Which is better tubular or flat plate battery?
Tubular plates are robust and hence have a life of about 10 to 15 years in float operation. They are also suitable for cyclic duty and offer the highest cycle life. The active material is contained in the annular space between the spine and the oxide-holder. This restricts the stress due to the volume changes occurring when the cells are cycled.
The end of life is again due to the corrosion of the spines and loss of contact between the spines and the active material. However, the contact area between the spine and the active mass is reduced in such a construction and hence under heavy current drains, the higher current density results in local heating leading to rupture of tubes and crack in the corrosion layer.
Planté plate cells have the longest lifetime, but the capacity is poor compared with other types.
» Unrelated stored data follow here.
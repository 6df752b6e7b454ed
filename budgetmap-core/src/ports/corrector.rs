//! Category spelling corrector port

use serde::Serialize;

/// A corrected category name and whether correction changed it
#[derive(Debug, Clone, PartialEq, Eq, Serialize)]
pub struct Correction {
    pub value: String,
    pub changed: bool,
}

pub trait CategoryCorrector: Send + Sync {
    /// Correct `input` against the known categories
    fn correct(&self, input: &str, known: &[String]) -> Correction;
}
But these cells offer the highest reliability and longest float lives. Their cost is also higher, but if it is estimated over the lifetime it is actually lower in comparison with other stationary type cells. The reason for longer life is that the positive plate surface is continuously regenerated with virtually no loss in capacity over its lifetime.
Conical plate cells are specially designed by Lucent Technologies (formerly AT&T Bell Laboratories) for a very long life of more than 30 years. Recent 23-year corrosion data projects a life of 68 to 69 years for such batteries.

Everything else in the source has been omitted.